▸ Task goal: Output all records precisely as written.

▸ Dataset entries:
· · · · ·

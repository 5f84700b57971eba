use std::fs;
use std::path::{Path, PathBuf};
use std::sync::Arc;

use anyhow::{bail, Context};
use ariteg_core::{Ariteg, AritegConfig};
use ariteg_index::FsProtoMetaRepository;
use ariteg_store::{FsObjectStore, ObjectStore, ZstdObjectStore};
use tracing::debug;

/// Name of the configuration file at the repository root.
pub const CONFIG_FILE: &str = "ariteg.toml";

/// Directory holding integrity records.
const META_DIR: &str = "meta";

pub fn config_path(root: &Path) -> PathBuf {
    root.join(CONFIG_FILE)
}

/// Create the repository layout and a default config.
///
/// Compression is chosen here and recorded in the config. An existing
/// config is left untouched, but asking for compression on a repository
/// that already holds plain objects is refused.
pub fn init(root: &Path, compress: bool) -> anyhow::Result<PathBuf> {
    let objects = FsObjectStore::open(root)?;
    FsProtoMetaRepository::open(root.join(META_DIR))?;
    let path = config_path(root);
    if path.exists() {
        let config = AritegConfig::load(&path)?;
        if compress && !config.compress {
            bail!(
                "{} is already initialized without compression",
                root.display()
            );
        }
        return Ok(path);
    }
    if compress && has_objects(&objects)? {
        bail!(
            "{} already holds uncompressed objects",
            root.display()
        );
    }
    let config = AritegConfig {
        compress,
        ..AritegConfig::default()
    };
    fs::write(&path, config.to_toml_string()?)
        .with_context(|| format!("cannot write {}", path.display()))?;
    Ok(path)
}

fn has_objects(store: &FsObjectStore) -> anyhow::Result<bool> {
    let dir = store.root().join("objects");
    Ok(fs::read_dir(&dir)
        .with_context(|| format!("cannot read {}", dir.display()))?
        .next()
        .is_some())
}

/// The repository's config, or the default when it has none.
pub fn load_config(root: &Path) -> anyhow::Result<AritegConfig> {
    let path = config_path(root);
    if path.exists() {
        Ok(AritegConfig::load(&path)?)
    } else {
        debug!(path = %path.display(), "no config file, using defaults");
        Ok(AritegConfig::default())
    }
}

/// Open the pipeline over the repository at `root`, compressing objects
/// when its config says so.
pub fn open(root: &Path) -> anyhow::Result<Ariteg> {
    let config = load_config(root)?;
    let objects = FsObjectStore::open(root)
        .with_context(|| format!("cannot open object store at {}", root.display()))?;
    let store: Arc<dyn ObjectStore> = if config.compress {
        Arc::new(ZstdObjectStore::with_level(objects, config.compression_level))
    } else {
        Arc::new(objects)
    };
    let index = Arc::new(FsProtoMetaRepository::open(root.join(META_DIR))?);
    Ok(Ariteg::new(store, index, config)?)
}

· · · · ·

▸ Solution:
repository 5f84700b57971eba
use std::fs;
use std::path::{Path, PathBuf};
use std::sync::Arc;

use anyhow::{bail, Context};
use ariteg_core::{Ariteg, AritegConfig};
use ariteg_index::FsProtoMetaRepository;
use ariteg_store::{FsObjectStore, ObjectStore, ZstdObjectStore};
use tracing::debug;

/// Name of the configuration file at the repository root.
pub const CONFIG_FILE: &str = "ariteg.toml";

/// Directory holding integrity records.
const META_DIR: &str = "meta";

pub fn config_path(root: &Path) -> PathBuf {
    root.join(CONFIG_FILE)
}

/// Create the repository layout and a default config.
///
/// Compression is chosen here and recorded in the config. An existing
/// config is left untouched, but asking for compression on a repository
/// that already holds plain objects is refused.
pub fn init(root: &Path, compress: bool) -> anyhow::Result<PathBuf> {
    let objects = FsObjectStore::open(root)?;
    FsProtoMetaRepository::open(root.join(META_DIR))?;
    let path = config_path(root);
    if path.exists() {
        let config = AritegConfig::load(&path)?;
        if compress && !config.compress {
            bail!(
                "{} is already initialized without compression",
                root.display()
            );
        }
        return Ok(path);
    }
    if compress && has_objects(&objects)? {
        bail!(
            "{} already holds uncompressed objects",
            root.display()
        );
    }
    let config = AritegConfig {
        compress,
        ..AritegConfig::default()
    };
    fs::write(&path, config.to_toml_string()?)
        .with_context(|| format!("cannot write {}", path.display()))?;
    Ok(path)
}

fn has_objects(store: &FsObjectStore) -> anyhow::Result<bool> {
    let dir = store.root().join("objects");
    Ok(fs::read_dir(&dir)
        .with_context(|| format!("cannot read {}", dir.display()))?
        .next()
        .is_some())
}

/// The repository's config, or the default when it has none.
pub fn load_config(root: &Path) -> anyhow::Result<AritegConfig> {
    let path = config_path(root);
    if path.exists() {
        Ok(AritegConfig::load(&path)?)
    } else {
        debug!(path = %path.display(), "no config file, using defaults");
        Ok(AritegConfig::default())
    }
}

/// Open the pipeline over the repository at `root`, compressing objects
/// when its config says so.
pub fn open(root: &Path) -> anyhow::Result<Ariteg> {
    let config = load_config(root)?;
    let objects = FsObjectStore::open(root)
        .with_context(|| format!("cannot open object store at {}", root.display()))?;
    let store: Arc<dyn ObjectStore> = if config.compress {
        Arc::new(ZstdObjectStore::with_level(objects, config.compression_level))
    } else {
        Arc::new(objects)
    };
    let index = Arc::new(FsProtoMetaRepository::open(root.join(META_DIR))?);
    Ok(Ariteg::new(store, index, config)?)
}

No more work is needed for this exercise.